Artnya mazhab Trump yang membela ekslusivisme, nasionalsime lokal, dan anti imigrasi ternyata miliki akar dukungan yang kuat di seumumnya negara Eropah dan Barat, khususnya seperti terlihat pada kemenangan pendukung keluarnya Inggris dari Uni Eropah (EU). Kemenangan Brexit memperlihatkan penolakan pada ekonomi big bisnis dan establihsment yang lebih banyak perolah keuntungan dari sebuah pasar besar yang hanya menjamin keuntungan besar bagi sekelompok pemilik modal berjaringan kuat, tetapi melemahkan sendi bagian bagian nasionalisme dan khususnya bagi Inggris, melemahkan peran kulit putih serta nilai nilai konservatisme negara kerajaan.
EU terlihat seperti sekarat, masing masing akan cari selamat, dan sudah menunggu di dalamnya minimal 5 negara dari 27 negara anggota tersisa yang akan meluapkan kemarahan rakyatnya atas dampak negatif berada dalam uni eropah. Perang dan isntabilitas politik paska Arab spring, yang menghasilkan puluhan juta pengungsi terutama dari Suriah dan Libya, telah membawa perahu Eropah nyaris tenggelam.

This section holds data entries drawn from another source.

//! Time attack countdown.
//!
//! The countdown itself is driven from outside (a 1 s interval in the browser,
//! explicit ticks in tests). Every (re)start issues a new [`TimerTicket`]; a
//! tick that presents an older ticket belongs to a cancelled countdown and is
//! ignored.

use serde::Serialize;

/// Only the engine issues tickets:
///
/// ```compile_fail
/// let forged = cosmic_guess::game::TimerTicket(1);
/// ```
#[derive(Debug, Clone, Copy, PartialEq, Eq, Hash, Serialize)]
#[serde(transparent)]
pub struct TimerTicket(pub(crate) u64);

#[derive(Debug, Clone, Copy, PartialEq, Eq, Serialize)]
#[serde(rename_all = "camelCase")]
pub enum Urgency {
    Calm,
    Warning,
    Critical,
}

#[derive(Debug, Clone, PartialEq, Eq, Serialize)]
#[serde(rename_all = "camelCase")]
pub struct TimerState {
    pub time_left: u32,
    pub duration: u32,
    pub running: bool,
    #[serde(skip)]
    epoch: u64,
}

#[derive(Debug, Clone, Copy, PartialEq, Eq)]
pub enum TickOutcome {
    Stale,
    Running { time_left: u32 },
    Expired,
}

impl TimerState {
    pub fn new(duration: u32) -> Self {
        Self {
            time_left: duration,
            duration,
            running: false,
            epoch: 0,
        }
    }

    /// Resets the clock to full and starts it, cancelling any previous countdown.
    pub fn start(&mut self) -> TimerTicket {
        self.epoch += 1;
        self.time_left = self.duration;
        self.running = true;
        TimerTicket(self.epoch)
    }

    pub fn stop(&mut self) {
        if self.running {
            self.running = false;
            self.epoch += 1;
        }
    }

    /// Changes the duration without touching a running countdown.
    pub fn set_duration(&mut self, duration: u32) {
        self.duration = duration;
    }

    /// Ticket of the live countdown, if one is running.
    pub fn ticket(&self) -> Option<TimerTicket> {
        self.running.then_some(TimerTicket(self.epoch))
    }

    pub fn tick(&mut self, ticket: TimerTicket) -> TickOutcome {
        if self.ticket() != Some(ticket) {
            return TickOutcome::Stale;
        }
        self.time_left = self.time_left.saturating_sub(1);
        if self.time_left == 0 {
            self.stop();
            TickOutcome::Expired
        } else {
            TickOutcome::Running {
                time_left: self.time_left,
            }
        }
    }

    /// Adds bonus seconds without exceeding the session duration.
    pub fn add_bonus(&mut self, secs: u32) -> u32 {
        let before = self.time_left;
        self.time_left = self.time_left.saturating_add(secs).min(self.duration);
        self.time_left - before
    }

    pub fn urgency(&self) -> Urgency {
        // Compare percentages without floats: left/duration <= 25% etc.
        let left = self.time_left as u64 * 100;
        let duration = self.duration.max(1) as u64;
        if left <= duration * 25 {
            Urgency::Critical
        } else if left <= duration * 50 {
            Urgency::Warning
        } else {
            Urgency::Calm
        }
    }
}

/// Human readable duration for the results banner.
pub fn duration_text(secs: u32) -> String {
    match secs {
        60 => "1 minute".into(),
        120 => "2 minutes".into(),
        300 => "5 minutes".into(),
        _ => format!("{secs} seconds"),
    }
}
//! Notifications for the rendering layer. Each action returns the events it
//! produced, in order; the page subscribes to them as JSON.

use serde::Serialize;

use super::Mode;
use super::progress::RoundXp;
use super::scoring::HintTier;
use super::timer::Urgency;
use crate::catalog::{DifficultyId, SkillId, ThemeId};
use crate::numbers::NumberTag;

#[derive(Debug, Clone, PartialEq, Serialize)]
#[serde(tag = "type", rename_all = "camelCase", rename_all_fields = "camelCase")]
pub enum GameEvent {
    RoundStarted {
        mode: Mode,
        difficulty: DifficultyId,
        min: u32,
        max: u32,
        hint: String,
        emoji: &'static str,
        title: String,
        story: String,
        tags: Vec<NumberTag>,
    },
    HintUpdated {
        guess: u32,
        attempts: u32,
        text: String,
        emoji: &'static str,
        tier: HintTier,
        power_delta: i32,
        power: u8,
    },
    ValidationFailed {
        message: String,
    },
    Discovery {
        number: u32,
        name: &'static str,
        description: &'static str,
    },
    WinResult {
        secret: u32,
        attempts: u32,
        xp: RoundXp,
        story: String,
        tags: Vec<NumberTag>,
    },
    TimeAttackPoint {
        score: u32,
    },
    TimeBonus {
        seconds: u32,
        time_left: u32,
    },
    TimerTick {
        time_left: u32,
        duration: u32,
        urgency: Urgency,
    },
    RoundExpired {
        score: u32,
        best: u32,
        duration: u32,
        duration_text: String,
    },
    LevelUp {
        level: u32,
        title: &'static str,
    },
    SkillUnlocked {
        skill: SkillId,
        name: &'static str,
        xp_left: u32,
    },
    NewRecord {
        score: u32,
        duration_text: String,
    },
    /// Preference or stat change the page may want to re-render.
    ProgressChanged {
        theme: ThemeId,
        music_enabled: bool,
    },
}
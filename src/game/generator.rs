//! Secret number selection.

use rand::Rng;

use crate::catalog::DifficultySettings;
use crate::numbers::is_interesting;

/// Pick a secret in `[settings.min, settings.max]`.
///
/// With probability `special_bias` the draw is taken from the "interesting"
/// numbers in range instead (primes, squares, Fibonacci, legendary numbers).
/// That scan is linear in the range width, which is fine for ranges of a few
/// hundred values.
pub fn generate<R: Rng + ?Sized>(settings: &DifficultySettings, special_bias: f64, rng: &mut R) -> u32 {
    let plain = rng.gen_range(settings.min..=settings.max);

    if rng.gen_bool(special_bias.clamp(0.0, 1.0)) {
        let candidates: Vec<u32> = (settings.min..=settings.max).filter(|&n| is_interesting(n)).collect();
        if !candidates.is_empty() {
            return candidates[rng.gen_range(0..candidates.len())];
        }
    }

    plain
}
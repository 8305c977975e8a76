//! Durable player progression: xp, levels, streaks, skills and the gallery of
//! legendary numbers.

use std::collections::BTreeSet;

use serde::{Deserialize, Serialize};

use crate::catalog::{
    DifficultyId, LEVELS, Skill, SkillId, SpecialNumber, ThemeId, level_for_xp, level_requirement,
    special_number,
};
use crate::error::UnlockError;

#[derive(Debug, Clone, PartialEq, Eq, Serialize, Deserialize)]
#[serde(rename_all = "camelCase")]
pub struct PlayerProgress {
    pub xp: u32,
    pub level: u32,
    pub total_guesses: u32,
    pub numbers_found: u32,
    pub current_streak: u32,
    pub best_streak: u32,
    pub unlocked_skills: BTreeSet<SkillId>,
    /// Legendary numbers discovered so far, keyed by their decimal string.
    pub collected_numbers: BTreeSet<String>,
    pub difficulty: DifficultyId,
    pub theme: ThemeId,
    pub best_time_attack_score: u32,
    pub music_enabled: bool,
}

impl Default for PlayerProgress {
    fn default() -> Self {
        Self {
            xp: 0,
            level: 1,
            total_guesses: 0,
            numbers_found: 0,
            current_streak: 0,
            best_streak: 0,
            unlocked_skills: BTreeSet::new(),
            collected_numbers: BTreeSet::new(),
            difficulty: DifficultyId::default(),
            theme: ThemeId::default(),
            best_time_attack_score: 0,
            music_enabled: false,
        }
    }
}

#[derive(Debug, Clone, PartialEq, Eq, Serialize)]
pub struct LevelUp {
    pub level: u32,
    pub title: &'static str,
}

/// Xp earned by a classic win, itemized for the victory banner.
#[derive(Debug, Clone, Copy, PartialEq, Serialize)]
#[serde(rename_all = "camelCase")]
pub struct RoundXp {
    pub base: f64,
    pub special_bonus: u32,
    pub streak_bonus: u32,
    pub total: u32,
}

pub fn compute_round_xp(attempts: u32, multiplier: f64, is_special: bool, streak: u32) -> RoundXp {
    let base = 50u32.saturating_sub(attempts).max(10) as f64 * multiplier;
    let special_bonus = if is_special { 25 } else { 0 };
    let streak_bonus = streak / 5 * 10;
    let total = (base + special_bonus as f64 + streak_bonus as f64).round() as u32;
    RoundXp {
        base,
        special_bonus,
        streak_bonus,
        total,
    }
}

#[derive(Debug, Clone, Copy, PartialEq, Eq, Serialize)]
#[serde(rename_all = "camelCase")]
pub enum SkillStatus {
    Unlocked,
    Available,
    Locked,
}

#[derive(Debug, Clone, PartialEq, Serialize)]
#[serde(rename_all = "camelCase")]
pub struct LevelProgress {
    pub level: u32,
    pub title: &'static str,
    pub next_threshold: u32,
    /// Percent of the way to the next title, capped at 100.
    pub percent: f64,
}

impl PlayerProgress {
    /// Adds xp and raises the level when a threshold is crossed. Levels never
    /// go down, even after skill purchases spend xp.
    pub fn add_xp(&mut self, amount: u32) -> Option<LevelUp> {
        self.xp = self.xp.saturating_add(amount);
        let reached = level_for_xp(self.xp);
        if reached > self.level {
            self.level = reached;
            return Some(LevelUp {
                level: reached,
                title: level_requirement(reached).title,
            });
        }
        None
    }

    pub fn record_win(&mut self) {
        self.numbers_found += 1;
        self.total_guesses += 1;
        self.current_streak += 1;
        self.best_streak = self.best_streak.max(self.current_streak);
    }

    pub fn reset_streak(&mut self) {
        self.current_streak = 0;
    }

    pub fn unlock_skill(&mut self, id: SkillId) -> Result<&'static Skill, UnlockError> {
        let skill = id.skill();
        if self.unlocked_skills.contains(&id) {
            return Err(UnlockError::AlreadyUnlocked);
        }
        if self.xp < skill.cost {
            return Err(UnlockError::InsufficientXp {
                have: self.xp,
                cost: skill.cost,
            });
        }
        self.xp -= skill.cost;
        self.unlocked_skills.insert(id);
        Ok(skill)
    }

    /// Records a legendary number the first time it is guessed.
    pub fn collect(&mut self, n: u32) -> Option<&'static SpecialNumber> {
        let special = special_number(n)?;
        self.collected_numbers.insert(n.to_string()).then_some(special)
    }

    /// Returns true when `score` beats the stored record.
    pub fn record_time_attack_score(&mut self, score: u32) -> bool {
        if score > self.best_time_attack_score {
            self.best_time_attack_score = score;
            return true;
        }
        false
    }

    pub fn accuracy_percent(&self) -> u32 {
        if self.total_guesses == 0 {
            return 0;
        }
        (self.numbers_found as f64 / self.total_guesses as f64 * 100.0).round() as u32
    }

    pub fn level_progress(&self) -> LevelProgress {
        let current = level_requirement(self.level);
        let next = LEVELS.get(self.level as usize).unwrap_or(&LEVELS[LEVELS.len() - 1]);
        let needed = next.xp.saturating_sub(current.xp);
        let percent = if needed == 0 {
            100.0
        } else {
            (self.xp.saturating_sub(current.xp) as f64 / needed as f64 * 100.0).min(100.0)
        };
        LevelProgress {
            level: self.level,
            title: current.title,
            next_threshold: next.xp,
            percent,
        }
    }

    pub fn skill_status(&self, id: SkillId) -> SkillStatus {
        if self.unlocked_skills.contains(&id) {
            SkillStatus::Unlocked
        } else if self.xp >= id.skill().cost {
            SkillStatus::Available
        } else {
            SkillStatus::Locked
        }
    }
}
//! `gallery_client`
//!
//! Viewer client: peer sync, avatar registry, local player, and the
//! exhibit update pipeline.

pub mod avatars;
pub mod client;
pub mod player;

pub use client::GalleryClient;
//! Four-wall exhibit layout.
//!
//! Items round-robin across the walls in list order and fill a
//! fixed-column grid on each wall. The computation is a pure function of
//! its inputs: no randomness, no hidden state, O(n).
//!
//! Grid cells are uniform even though rendered frame sizes vary. Size
//! hints only affect the rendered frame, not cell allocation, which
//! keeps placement deterministic and independent of item content at the
//! cost of uneven visual spacing for unusual sizes.

use crate::math::Vec3;
use crate::room::Room;

/// Tunable layout parameters.
#[derive(Debug, Clone, Copy)]
pub struct LayoutOptions {
    /// Offset from the wall plane along its normal, so frames never
    /// z-fight the wall surface.
    pub float_from_wall: f32,
    /// Height of the first row's anchor.
    pub base_y: f32,
    /// Rows never anchor above `room.height - top_margin`.
    pub top_margin: f32,
    pub col_gap: f32,
    pub row_gap: f32,
    /// Uniform cell frame size used for grid allocation.
    pub frame_w: f32,
    pub frame_h: f32,
    /// Margin kept clear at both ends of each wall.
    pub side_margin: f32,
}

impl Default for LayoutOptions {
    fn default() -> Self {
        Self {
            float_from_wall: 0.75,
            base_y: 4.0,
            top_margin: 1.2,
            col_gap: 2.0,
            row_gap: 2.2,
            frame_w: 4.4,
            frame_h: 3.2,
            side_margin: 2.0,
        }
    }
}

/// Computed position and facing for one item, valid for one layout pass.
#[derive(Debug, Clone, Copy, PartialEq)]
pub struct Placement {
    pub position: Vec3,
    /// Wall normal; callers orient the item to face along it, into the room.
    pub normal: Vec3,
}

/// Assigns `n` items to walls and computes one placement per index.
///
/// Item `i` goes to wall `i % 4` (front, back, left, right), preserving
/// relative order within each wall. Returns one entry per index; an
/// entry is `None` only when its wall could not place it, which callers
/// must treat as a degraded layout.
pub fn compute_layout(n: usize, room: &Room, opts: &LayoutOptions) -> Vec<Option<Placement>> {
    let walls = room.walls();
    let mut by_wall: [Vec<usize>; 4] = [Vec::new(), Vec::new(), Vec::new(), Vec::new()];
    for i in 0..n {
        by_wall[i % 4].push(i);
    }

    let mut out = vec![None; n];

    for (wall, indices) in walls.iter().zip(by_wall.iter()) {
        if indices.is_empty() {
            continue;
        }

        let usable_span = (wall.span - opts.side_margin * 2.0).max(0.0);
        let cell_w = opts.frame_w + opts.col_gap;
        // Floors at one column: a degenerate span overlaps rather than fails.
        let cols = ((usable_span / cell_w).floor() as usize).max(1);

        for (k, &idx) in indices.iter().enumerate() {
            let col = k % cols;
            let row = k / cols;

            let x_offset = (col as f32 - (cols as f32 - 1.0) / 2.0) * cell_w;
            let y = (opts.base_y + row as f32 * (opts.frame_h + opts.row_gap))
                .min(room.height - opts.top_margin);

            let mut anchor = wall.center + wall.right * x_offset;
            anchor.y = y;

            out[idx] = Some(Placement {
                position: anchor + wall.normal * opts.float_from_wall,
                normal: wall.normal,
            });
        }
    }

    out
}

#[cfg(test)]
mod tests {
    use super::*;
    use crate::room::WallKind;

    fn room30() -> Room {
        Room::new(30.0, 30.0, 30.0).unwrap()
    }

    #[test]
    fn every_index_gets_a_placement() {
        let placements = compute_layout(13, &room30(), &LayoutOptions::default());
        assert_eq!(placements.len(), 13);
        assert!(placements.iter().all(|p| p.is_some()));
    }

    #[test]
    fn round_robin_balance() {
        // 13 items: walls receive 4, 3, 3, 3.
        let mut counts = [0usize; 4];
        for i in 0..13 {
            counts[i % 4] += 1;
        }
        assert_eq!(counts, [4, 3, 3, 3]);
    }

    #[test]
    fn column_count_is_deterministic() {
        let opts = LayoutOptions::default();
        // span 30, margins 2 each side -> usable 26; cell 6.4 -> 4 columns.
        let usable = 30.0 - opts.side_margin * 2.0;
        let cols = ((usable / (opts.frame_w + opts.col_gap)).floor() as usize).max(1);
        assert_eq!(cols, 4);

        let a = compute_layout(8, &room30(), &opts);
        let b = compute_layout(8, &room30(), &opts);
        assert_eq!(a, b);
    }

    #[test]
    fn five_items_concrete_scenario() {
        let opts = LayoutOptions::default();
        let room = room30();
        let placements = compute_layout(5, &room, &opts);

        // A(0) and E(4) share the front wall, B/C/D take back/left/right.
        let front = room.wall(WallKind::Front);
        let cell_w = opts.frame_w + opts.col_gap;

        let a = placements[0].unwrap();
        let e = placements[4].unwrap();
        assert_eq!(a.normal, front.normal);
        assert_eq!(e.normal, front.normal);

        // Both in row 0, centered as a pair: offsets -cell_w/2 and +cell_w/2
        // do not apply with 4 columns; the grid centers on (cols-1)/2.
        // With cols=4: k=0 -> -1.5*cell_w, k=1 -> -0.5*cell_w.
        assert!((a.position.x - (-1.5 * cell_w)).abs() < 1e-5);
        assert!((e.position.x - (-0.5 * cell_w)).abs() < 1e-5);
        assert!((a.position.y - opts.base_y).abs() < 1e-5);
        assert!((e.position.y - opts.base_y).abs() < 1e-5);
        // Floated off the wall plane.
        assert!((a.position.z - (-15.0 + opts.float_from_wall)).abs() < 1e-5);

        assert_eq!(placements[1].unwrap().normal, room.wall(WallKind::Back).normal);
        assert_eq!(placements[2].unwrap().normal, room.wall(WallKind::Left).normal);
        assert_eq!(placements[3].unwrap().normal, room.wall(WallKind::Right).normal);
    }

    #[test]
    fn two_items_on_front_symmetric_when_two_columns() {
        // Narrow room: usable 10.8 / cell 6.4 -> 1 column. Widen until 2.
        let opts = LayoutOptions::default();
        let room = Room::new(16.8, 30.0, 16.8).unwrap(); // usable 12.8 -> 2 cols
        let placements = compute_layout(5, &room, &opts);
        let cell_w = opts.frame_w + opts.col_gap;

        let a = placements[0].unwrap();
        let e = placements[4].unwrap();
        assert!((a.position.x - (-cell_w / 2.0)).abs() < 1e-5);
        assert!((e.position.x - (cell_w / 2.0)).abs() < 1e-5);
    }

    #[test]
    fn rows_clamp_at_ceiling() {
        let opts = LayoutOptions::default();
        // Tiny room: one column per wall, many rows, low ceiling.
        let room = Room::new(5.0, 6.0, 5.0).unwrap();
        let placements = compute_layout(40, &room, &opts);
        let limit = room.height - opts.top_margin;
        for p in placements.iter().flatten() {
            assert!(p.position.y <= limit + 1e-5);
        }
    }

    #[test]
    fn degenerate_span_does_not_panic() {
        let opts = LayoutOptions {
            side_margin: 100.0, // usable span collapses to 0
            ..LayoutOptions::default()
        };
        let placements = compute_layout(6, &Room::new(4.0, 4.0, 4.0).unwrap(), &opts);
        // Column count floors at 1; everything still places (overlapping).
        assert!(placements.iter().all(|p| p.is_some()));
    }

    #[test]
    fn empty_list_yields_empty_layout() {
        assert!(compute_layout(0, &room30(), &LayoutOptions::default()).is_empty());
    }
}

Boleh jadi karena Inggris juga yang menjadi salah satu aktor utama dalam perang dan instabilitas itu, terutama di Suriah dan Yaman, telah menjadikan semua kekacauan tersebut sebagai enerji objektif guna mendorong opini para pemilih untuk mencari penyelamatan nasionalisme dan konsservatsimenya melalui putusan Brexit (British exit from EU). Gejala perubahan nilai tukar Inggris paska kemenangan exit hanya bersifat phenomenal dan psikologis, sehingga tidak bisa dijadikan ukuran untuk menilai kekokohan fundamental ekonominya.
Dengan pendekatan analisa komprehensif, dalam jangka menengah dan panjang, justru setelah keluar, ekonomi Inggris akan lebih solid dan menguat. Hal itu terutama karena, seperti kata Trump, ‘Inggris telah mengambil kembali kendali atas negaranya’. Dengan kendali kekuasaan yang terukur, stabilitas tercapai, manuverability semakin meningkat maka effisiensi ekonomi bisnis bisa tercapai, dan itu berarti pertumbuhan dan kemajuan untuk dirinya dan satelitnya yang masih besar dan tersebar. Maka hasil putusan rakyat tersebut terasa masuk akal yakni menyelamatkan diri dari kebangkrutan ekonomi dan nilai nilai konservatismenya. Tetapi juga dengan putusan tersebut, Inggris seperti lari dari tanggungjawab universalnya. Inggris tidak kuat memikul tanggung jawab kemanusiaan dan pluralisme yang dipidatokan untuk negara lain. Itulah batas daya dukung toleransi bahkan terhadap saudaranya sendiri sesama negara Eropah. Kita berharap dengan kendali ditangannya lagi, Inggris bisa membuktikan mampu membawa kembali damai di timur tengah dan dunia, damai kembali dari satu situasi perang dan kekacauan yang mana ia menjadi salah satu penanggungjawabnya.